By: Pablo Jimenez
At times we don’t understand how our actions can affect our future, or how our life can change when we choose to follow our dreams. After meeting a 17 year old boy (at the border of Nicaragua and Costa Rica) that had been in prostitution since the age of 12, I had the burden and dream of producing a documentary about human trafficking in Central America. The concept was to travel with a group of four friends from Panama to Guatemala, seven countries in total; and to film how human trafficking is taking form in each country and its negative effects on the country, and then once it was finished, to present it to universities and schools in the same countries that we filmed at. Growing up in Guatemala City there was an apathy and ignorance about social issues, and it was my hope to confront that through the documentary. In November 2011, my four friends and I started filming and we were able to finish shooting in Guatemala at the beginning of April.
A month before the filming started, the person that loved me the most and who I loved the most, my grandma, passed away. Then, during the filming (because of my immaturity) I stopped talking to someone that was very special to me. These experiences, in addition to meeting and interviewing hundreds of women and children that were sexually, physically, and emotionally abused left a small thorn in my heart which started making me doubt my beliefs, especially about God. I was not doubting if God is good or not, because I understood that all the suffering that I was seeing and experiencing was because people were acting out in their own selfishness and because there are few people that are willing to confront evil and injustice. My doubts had more to do with being able to trust God. I thought: ‘What is the purpose of putting my trust in a God that would let children get raped constantly? Why should I trust in a God that took away the person that loved me the most? Why should I trust in a God that was letting me be lonely?’
During the 5 months that we traveled, in every place that we visited, we met people that challenged us with their dedication. We met social workers, psychologist, volunteers, and missionaries, that had chosen to dedicate their lives to help others. During the trip I grew afraid of receiving the calling to stay and work with human trafficking, such as in a safe house or long term ministry. Seeing these people that were giving their lives to making a difference against human trafficking, and then comparing their lives to mine, I was able to see all the selfishness that was in my life. I was able to see how unwilling I was to give away certain rights that sometimes I feel like I deserve. Even with the documentary, I was able to see that my reasons for producing and directing it weren’t completely right. Guilt that I had accumulated due to the people that I had hurt in the past was making me feel like I needed to do something right to be able to gain forgiveness. My insecurities were telling me that I also needed to do something meaningful so that my life would acquire more value. My ego was also telling me that I needed to do something great for my name to be known and to gain fame so I could be loved. Meeting people that were willing to sacrifice everything for the sake of others helped me see how selfish I am. It helped me understand that life shouldn’t be all about me.
It has been about two months since we finished filming the documentary. After we finished filming and before starting the editing process, I decided to take 3 months off to seek the truth and answer the doubts that I had. These questions and doubts that I had fueled a hunger to seek God and try to understand Him more. In this process, I have been able to see that in the times when I suffered my character has improved. My pride has been broken and I am learning how to be humble. My patience has grown. I am understanding that my value can’t be found in what I do, but it’s found in who I am.

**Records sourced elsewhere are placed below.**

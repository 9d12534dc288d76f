use rand::Rng;
use uuid::Uuid;

use crate::CharacterId;

/// Generate a deterministic v4-format UUID from a seeded RNG.
pub fn generate_uuid(rng: &mut impl Rng) -> Uuid {
    let bytes: [u8; 16] = rng.gen();
    uuid::Builder::from_random_bytes(bytes).into_uuid()
}

/// Fresh member id, reproducible under a seeded RNG.
pub fn generate_character_id(rng: &mut impl Rng) -> CharacterId {
    CharacterId(format!("thief_{}", generate_uuid(rng)))
}
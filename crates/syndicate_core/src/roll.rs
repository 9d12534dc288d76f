//! Uniform draws for the probabilistic checks.
//!
//! The engine never touches an RNG directly; it asks a [`Roller`] for a
//! number in `[0, 100)` and compares it against an exposed chance.

use rand::Rng;

pub trait Roller {
    /// Uniform draw in `[0, 100)`.
    fn roll(&mut self) -> f64;
}

impl<R: Rng + ?Sized> Roller for R {
    fn roll(&mut self) -> f64 {
        self.gen::<f64>() * 100.0
    }
}

/// A check passes iff the draw lands strictly below the chance.
/// Chances outside `[0, 100]` are not clamped: a negative chance never passes.
pub fn passes(roll: f64, chance: f64) -> bool {
    roll < chance
}

#[cfg(test)]
mod tests {
    use super::*;
    use rand::SeedableRng;
    use rand_chacha::ChaCha8Rng;

    #[test]
    fn rng_rolls_stay_in_percent_range() {
        let mut rng = ChaCha8Rng::seed_from_u64(3);
        for _ in 0..1_000 {
            let r = rng.roll();
            assert!((0.0..100.0).contains(&r), "roll out of range: {r}");
        }
    }

    #[test]
    fn negative_chance_never_passes() {
        assert!(!passes(0.0, -5.0));
        assert!(passes(0.0, 0.5));
        assert!(!passes(50.0, 50.0));
    }
}
//! Session flows against scripted providers.

use std::sync::atomic::{AtomicUsize, Ordering};
use std::sync::Arc;
use std::time::Duration;

use async_trait::async_trait;
use rand::SeedableRng;
use rand_chacha::ChaCha8Rng;
use syndicate_content::{
    ActionReaction, CharacterSketch, ContentError, ContentProvider, DailyBriefing,
    OfflineContentProvider, Profile, ProfileHints,
};
use syndicate_control::{narrate_day, AutoBoss, DayNarration, ControlError, OrderSource, Session};
use syndicate_core::test_fixtures::{base_constants, base_state, state_with_members, ScriptedRolls};
use syndicate_core::{Action, CharacterId, CharacterStatus, GameError, Phase, PhaseError, SectorId};

/// Failure modes a scripted provider can apply to one member's briefing.
#[derive(Clone, Copy, PartialEq, Eq)]
enum Fault {
    Error,
    Panic,
    Hang,
}

/// Succeeds for everyone except `victim`, and counts briefing calls.
struct Scripted {
    victim: Option<(String, Fault)>,
    portrait_fails: bool,
    news_fails: bool,
    briefings: AtomicUsize,
}

impl Scripted {
    fn healthy() -> Self {
        Self {
            victim: None,
            portrait_fails: false,
            news_fails: false,
            briefings: AtomicUsize::new(0),
        }
    }

    fn failing_for(name: &str, fault: Fault) -> Self {
        Self {
            victim: Some((name.to_string(), fault)),
            ..Self::healthy()
        }
    }
}

#[async_trait]
impl ContentProvider for Scripted {
    async fn generate_profile(&self, hints: &ProfileHints) -> Result<Profile, ContentError> {
        Ok(Profile {
            name: if hints.name.is_empty() { "Vera".into() } else { hints.name.clone() },
            personality: "Sly".into(),
            background: "Ex-croupier".into(),
            dialogue: vec!["At your service.".into()],
        })
    }

    async fn generate_portrait(&self, profile: &Profile) -> Result<String, ContentError> {
        if self.portrait_fails {
            return Err(ContentError::Unavailable("no images today".into()));
        }
        Ok(format!("portrait://{}", profile.name))
    }

    async fn generate_briefing(
        &self,
        member: &CharacterSketch,
        event_summary: &str,
    ) -> Result<DailyBriefing, ContentError> {
        self.briefings.fetch_add(1, Ordering::SeqCst);
        if let Some((victim, fault)) = &self.victim {
            if *victim == member.name {
                match fault {
                    Fault::Error => return Err(ContentError::Malformed("garbage".into())),
                    Fault::Panic => panic!("provider blew up for {victim}"),
                    Fault::Hang => tokio::time::sleep(Duration::from_secs(3600)).await,
                }
            }
        }
        Ok(DailyBriefing {
            narration: format!("{} walked in smiling.", member.name),
            dialogue: vec![event_summary.to_string()],
        })
    }

    async fn generate_news_report(&self, events: &[String]) -> Result<String, ContentError> {
        if self.news_fails {
            return Err(ContentError::Api {
                status: 529,
                body: "overloaded".into(),
            });
        }
        Ok(format!("NEWS: {}", events.len()))
    }

    async fn generate_action_reaction(
        &self,
        _member: &CharacterSketch,
        _action: Action,
    ) -> Result<ActionReaction, ContentError> {
        Err(ContentError::Empty)
    }
}

fn id(name: &str) -> CharacterId {
    CharacterId(format!("thief_{}", name.to_lowercase()))
}

fn crew_session(names: &[&str]) -> Session {
    let constants = base_constants();
    let state = state_with_members(&constants, names);
    Session::new(state, constants)
}

fn rest_everyone(session: &mut Session, names: &[&str]) {
    for name in names {
        session.apply_order(&id(name), Action::Rest).unwrap();
    }
}

#[tokio::test]
async fn one_failed_briefing_does_not_touch_the_others() {
    let names = ["Ada", "Bo", "Cy"];
    for fault in [Fault::Error, Fault::Panic] {
        let mut session = crew_session(&names);
        rest_everyone(&mut session, &names);
        let provider = Arc::new(Scripted::failing_for("Bo", fault));

        let report = session
            .end_day(provider.clone(), &mut ScriptedRolls::default())
            .await
            .unwrap();

        assert_eq!(report.narration, "NEWS: 3");
        assert_eq!(provider.briefings.load(Ordering::SeqCst), 3);
        let state = session.state();
        let bo = state.character(&id("Bo")).unwrap();
        assert_eq!(bo.opening_narration.as_deref(), Some("Bo opened the office door and walked in."));
        for name in ["Ada", "Cy"] {
            let member = state.character(&id(name)).unwrap();
            assert_eq!(
                member.opening_narration.as_deref(),
                Some(format!("{name} walked in smiling.").as_str())
            );
            assert!(member.dialogue[0].starts_with(&format!("{name} rested")));
        }
    }
}

#[tokio::test(start_paused = true)]
async fn hung_briefing_times_out_into_a_fallback() {
    let names = ["Ada", "Bo"];
    let mut session = crew_session(&names).with_content_timeout(Some(Duration::from_secs(5)));
    rest_everyone(&mut session, &names);
    let provider = Arc::new(Scripted::failing_for("Ada", Fault::Hang));

    session
        .end_day(provider, &mut ScriptedRolls::default())
        .await
        .unwrap();

    let ada = session.state().character(&id("Ada")).unwrap();
    assert_eq!(ada.opening_narration.as_deref(), Some("Ada opened the office door and walked in."));
    let bo = session.state().character(&id("Bo")).unwrap();
    assert_eq!(bo.opening_narration.as_deref(), Some("Bo walked in smiling."));
}

#[tokio::test]
async fn commands_are_refused_while_the_day_is_narrated() {
    let names = ["Ada"];
    let mut session = crew_session(&names);
    rest_everyone(&mut session, &names);

    let pending = session.begin_day(&mut ScriptedRolls::default()).unwrap();
    assert_eq!(session.state().phase, Phase::EndOfDay);
    assert_eq!(session.state().day, 2);
    assert!(session.check_can_recruit().is_err());
    assert!(session.dismiss_report().is_err());

    let provider: Arc<dyn ContentProvider> = Arc::new(Scripted::healthy());
    let narration = narrate_day(provider, &pending, None).await;
    let report = session.commit_day(pending, narration).unwrap();

    assert_eq!(report.day, 2);
    assert_eq!(session.state().day, 3);
    session.dismiss_report().unwrap();
    assert_eq!(session.state().phase, Phase::Assignment);
}

#[tokio::test]
async fn briefing_is_consumed_once() {
    let names = ["Ada"];
    let mut session = crew_session(&names);
    rest_everyone(&mut session, &names);
    session
        .end_day(Arc::new(Scripted::healthy()), &mut ScriptedRolls::default())
        .await
        .unwrap();
    session.dismiss_report().unwrap();

    let first = session.open_briefing(&id("Ada")).unwrap();
    assert_eq!(first.narration, "Ada walked in smiling.");
    let second = session.open_briefing(&id("Ada")).unwrap();
    assert_eq!(second.narration, "Ada stood before you.");
    assert_eq!(first.dialogue, second.dialogue);
}

#[tokio::test]
async fn bankrupt_day_skips_briefings_and_ends_the_game() {
    let names = ["Ada", "Bo"];
    let mut session = crew_session(&names);
    rest_everyone(&mut session, &names);
    let pending = session.begin_day(&mut ScriptedRolls::default()).unwrap();
    assert_eq!(pending.requests().len(), 2);
    let narration = DayNarration {
        news: String::new(),
        briefings: Vec::new(),
    };
    session.commit_day(pending, narration).unwrap();
    session.dismiss_report().unwrap();

    // Drain the bank, then rest again.
    let mut state = session.into_state();
    state.cash = 100;
    let mut session = Session::new(state, base_constants());
    rest_everyone(&mut session, &names);
    let provider = Arc::new(Scripted::healthy());
    let report = session
        .end_day(provider.clone(), &mut ScriptedRolls::default())
        .await
        .unwrap();

    assert!(report.bankrupt);
    assert!(session.is_over());
    assert_eq!(provider.briefings.load(Ordering::SeqCst), 0);
    assert!(matches!(
        session.dismiss_report(),
        Err(ControlError::Game(GameError::Phase(PhaseError::GameOver)))
    ));
}

#[tokio::test]
async fn failed_news_falls_back_to_the_event_digest() {
    let names = ["Ada", "Bo"];
    let mut session = crew_session(&names);
    rest_everyone(&mut session, &names);
    let provider = Arc::new(Scripted {
        news_fails: true,
        ..Scripted::healthy()
    });

    let report = session
        .end_day(provider, &mut ScriptedRolls::default())
        .await
        .unwrap();

    assert_eq!(
        report.narration,
        "KNIGHTLY NEWS. Last night in brief: Ada took a rest. Bo took a rest."
    );
    let bo = session.state().character(&id("Bo")).unwrap();
    assert_eq!(bo.opening_narration.as_deref(), Some("Bo walked in smiling."));
}

#[tokio::test]
async fn quiet_night_uses_the_fixed_broadcast() {
    let constants = base_constants();
    let mut session = Session::new(base_state(&constants), constants);
    let report = session
        .end_day(Arc::new(Scripted::healthy()), &mut ScriptedRolls::default())
        .await
        .unwrap();
    assert_eq!(report.narration, "The city was quiet last night. Too quiet.");
}

#[tokio::test]
async fn recruitment_flow() {
    let constants = base_constants();
    let mut state = base_state(&constants);
    state.phase = Phase::Recruitment;
    let mut session = Session::new(state, constants);
    let provider = Scripted::healthy();
    let mut rng = ChaCha8Rng::seed_from_u64(7);

    assert!(matches!(
        session.cancel_recruit(),
        Err(ControlError::Game(GameError::FirstRecruitRequired))
    ));

    let candidate = session
        .draft_recruit(&provider, &ProfileHints::default())
        .await
        .unwrap();
    assert_eq!(candidate.portrait, "portrait://Vera");
    let vera = session.confirm_recruit(candidate, &mut rng).unwrap();
    assert!(vera.0.starts_with("thief_"));
    assert_eq!(session.state().phase, Phase::Assignment);
    assert_eq!(session.state().cash, 5_000);

    let candidate = session
        .draft_recruit(&provider, &ProfileHints { name: "Max".into(), ..ProfileHints::default() })
        .await
        .unwrap();
    session.confirm_recruit(candidate, &mut rng).unwrap();
    assert_eq!(session.state().cash, 4_500);
    assert_eq!(session.stats().active_members, 2);
    session.cancel_recruit().unwrap();
}

#[tokio::test]
async fn portrait_failure_abandons_the_draft() {
    let constants = base_constants();
    let session = Session::new(base_state(&constants), constants);
    let provider = Scripted {
        portrait_fails: true,
        ..Scripted::healthy()
    };
    let err = session
        .draft_recruit(&provider, &ProfileHints::default())
        .await
        .unwrap_err();
    assert!(matches!(err, ControlError::Portrait(_)));
    assert!(session.state().roster.is_empty());
    assert_eq!(session.state().phase, Phase::Assignment);
}

#[tokio::test]
async fn broke_syndicate_cannot_draft() {
    let mut session = crew_session(&["Ada"]);
    let mut state = session.into_state();
    state.cash = 100;
    session = Session::new(state, base_constants());
    let err = session
        .draft_recruit(&OfflineContentProvider::new(), &ProfileHints::default())
        .await
        .unwrap_err();
    assert!(matches!(
        err,
        ControlError::Game(GameError::InsufficientFunds { needed: 500, available: 100 })
    ));
}

#[tokio::test]
async fn orders_get_a_reaction_even_when_the_provider_fails() {
    let mut session = crew_session(&["Ada"]);
    let receipt = session
        .issue_order(&Scripted::healthy(), &id("Ada"), Action::Steal)
        .await
        .unwrap();
    assert!(receipt.awaiting_sector);
    assert_eq!(receipt.reaction.dialogue, "Leave it to me. I won't disappoint.");
    assert_eq!(session.state().phase, Phase::MapSelection);

    session.select_sector(SectorId(2)).unwrap();
    let ada = session.state().character(&id("Ada")).unwrap();
    assert_eq!(ada.assigned_sector, Some(SectorId(2)));
    assert!(session.can_end_day());
}

#[tokio::test]
async fn autoboss_plays_a_week_offline() {
    let names = ["Ada", "Bo", "Cy"];
    let mut session = crew_session(&names);
    let provider: Arc<dyn ContentProvider> = Arc::new(OfflineContentProvider::new());
    let mut rng = ChaCha8Rng::seed_from_u64(42);

    for _ in 0..7 {
        if session.is_over() {
            break;
        }
        let orders = AutoBoss.next_orders(session.state(), session.constants());
        for order in &orders {
            session.give_order(order).unwrap();
        }
        assert!(session.can_end_day());
        session.end_day(Arc::clone(&provider), &mut rng).await.unwrap();
        if !session.is_over() {
            session.dismiss_report().unwrap();
        }
    }

    let state = session.state();
    assert!(state.day > 2);
    for member in &state.roster {
        assert!(member.action.is_none());
        if member.status != CharacterStatus::Idle {
            assert!(member.status.is_terminal());
        }
    }
}

#[tokio::test]
async fn generated_city_first_night() {
    let constants = base_constants();
    let mut rng = ChaCha8Rng::seed_from_u64(9);
    let city = syndicate_world::build_initial_state(&constants, 9, &mut rng);
    let mut session = Session::new(city, constants);
    assert_eq!(session.state().phase, Phase::Recruitment);
    assert_eq!(session.state().sectors.len(), 16);

    let candidate = session
        .draft_recruit(&Scripted::healthy(), &ProfileHints::default())
        .await
        .unwrap();
    let vera = session.confirm_recruit(candidate, &mut rng).unwrap();
    assert_eq!(session.state().cash, 5_000);

    // Hired today: no orders until tomorrow, but the wage is due tonight.
    assert!(session.can_end_day());
    let provider: Arc<dyn ContentProvider> = Arc::new(Scripted::healthy());
    let report = session.end_day(provider, &mut rng).await.unwrap();
    assert_eq!(report.expenses, 100);
    session.dismiss_report().unwrap();

    assert_eq!(session.state().day, 2);
    assert_eq!(session.state().cash, 4_900);
    assert!(session.state().character(&vera).unwrap().awaiting_orders(2));
}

Concerning the suffering of others, I have been able to see how the human spirit can withstand extreme amounts of pain and suffering, and that it takes a lot for someone to be broken. Even when someone is broken, God is capable of redeeming anyone who is willing to give their life to God and to embrace their identity as His son or daughter.
When I had the dream to do the documentary and started making steps in order to make it happen, I did not understand how my life was going to change. What I thought would be an exciting adventure turned out to be a painful process that I was able to experience with an amazing group of friends. A process in which I had to let people go, seeing pain and suffering in their eyes; a process through which I was able to gain the hunger to seek God for who He truly is.
In a month we are going to start the editing for the documentary. The documentary is going to be in Spanish and the audience that we are targeting is the people of Central America. Once we are done with the editing process we are going to assemble a group that would travel with us again through all of Central America to show the documentary in all the major universities and schools. Our hope is that people will see the reality of the damage that human trafficking is bringing to the victims and society as a whole; and see that the victims are not different than themselves. The example of how 5 young people from Mexico, Costa Rica, the U.S., and Guatemala were willing to give up their comfort, their money, and their time to make a documentary to bring awareness of a social issue will show that young people can do something about it. At the end of this process, it is our hope that our efforts would make a difference in transforming the lives of those who see it.